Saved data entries
----------------------------------------

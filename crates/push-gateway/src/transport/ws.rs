//! WebSocket transport

use super::{CloseReason, FrameSink, FrameSource, Transport, TransportError, TransportKind};
use crate::protocol::{ErrorFrame, InboundFrame, PushFrame};
use async_trait::async_trait;
use axum::extract::ws::{CloseFrame, Message, WebSocket};
use futures_util::stream::{SplitSink, SplitStream};
use futures_util::{SinkExt, StreamExt};

pub struct WsTransport {
    socket: WebSocket,
}

impl WsTransport {
    #[must_use]
    pub fn new(socket: WebSocket) -> Self {
        Self { socket }
    }
}

impl Transport for WsTransport {
    type Sink = WsSink;
    type Source = WsSource;

    fn kind(&self) -> TransportKind {
        TransportKind::Socket
    }

    fn split(self) -> (WsSink, WsSource) {
        let (sink, stream) = self.socket.split();
        (WsSink { sink }, WsSource { stream })
    }
}

pub struct WsSink {
    sink: SplitSink<WebSocket, Message>,
}

impl WsSink {
    async fn send_text(&mut self, text: String) -> Result<(), TransportError> {
        self.sink
            .send(Message::Text(text))
            .await
            .map_err(|e| TransportError::Socket(e.to_string()))
    }
}

#[async_trait]
impl FrameSink for WsSink {
    async fn emit(&mut self, frame: &PushFrame) -> Result<(), TransportError> {
        self.send_text(frame.to_json()?).await
    }

    async fn reject(&mut self, error: &ErrorFrame) -> Result<(), TransportError> {
        self.send_text(error.to_json()?).await
    }

    async fn close(&mut self, reason: CloseReason) {
        let code = reason.close_code();
        let frame = CloseFrame {
            code: code.as_u16(),
            reason: code.description().into(),
        };

        if let Err(e) = self.sink.send(Message::Close(Some(frame))).await {
            tracing::debug!(error = %e, "Failed to send close frame");
        }
        let _ = self.sink.close().await;
    }
}

pub struct WsSource {
    stream: SplitStream<WebSocket>,
}

#[async_trait]
impl FrameSource for WsSource {
    async fn receive(&mut self) -> Option<InboundFrame> {
        while let Some(msg) = self.stream.next().await {
            match msg {
                Ok(Message::Text(text)) => match InboundFrame::from_json(&text) {
                    Ok(frame) => return Some(frame),
                    Err(e) => {
                        tracing::debug!(error = %e, "Ignoring malformed frame");
                    }
                },
                Ok(Message::Binary(_)) => {
                    tracing::debug!("Ignoring binary frame");
                }
                // Protocol-level pings are answered by axum
                Ok(Message::Ping(_) | Message::Pong(_)) => {}
                Ok(Message::Close(_)) => {
                    tracing::debug!("Client closed connection");
                    return None;
                }
                Err(e) => {
                    tracing::debug!(error = %e, "WebSocket read error");
                    return None;
                }
            }
        }
        None
    }
}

----------------------------------------

Task :: Take every line above that includes the string "CloseReason" and return it.

Answer ::
use super::{CloseReason, FrameSink, FrameSource, Transport, TransportError, TransportKind};
    async fn close(&mut self, reason: CloseReason) {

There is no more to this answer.